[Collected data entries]
>>>>>

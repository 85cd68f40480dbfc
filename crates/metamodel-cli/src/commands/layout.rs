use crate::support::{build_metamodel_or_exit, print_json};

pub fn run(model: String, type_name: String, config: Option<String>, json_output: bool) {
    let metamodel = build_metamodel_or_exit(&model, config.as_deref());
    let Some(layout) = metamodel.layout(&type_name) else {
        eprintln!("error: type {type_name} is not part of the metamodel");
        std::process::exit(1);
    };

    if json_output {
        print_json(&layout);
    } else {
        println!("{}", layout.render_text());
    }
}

<<<<<

Set down all of the entries exactly, please.

Exercise answer:
repository 85cd68f40480dbfc
filename crates/metamodel-cli/src/commands/layout.rs
use crate::support::{build_metamodel_or_exit, print_json};

pub fn run(model: String, type_name: String, config: Option<String>, json_output: bool) {
    let metamodel = build_metamodel_or_exit(&model, config.as_deref());
    let Some(layout) = metamodel.layout(&type_name) else {
        eprintln!("error: type {type_name} is not part of the metamodel");
        std::process::exit(1);
    };

    if json_output {
        print_json(&layout);
    } else {
        println!("{}", layout.render_text());
    }
}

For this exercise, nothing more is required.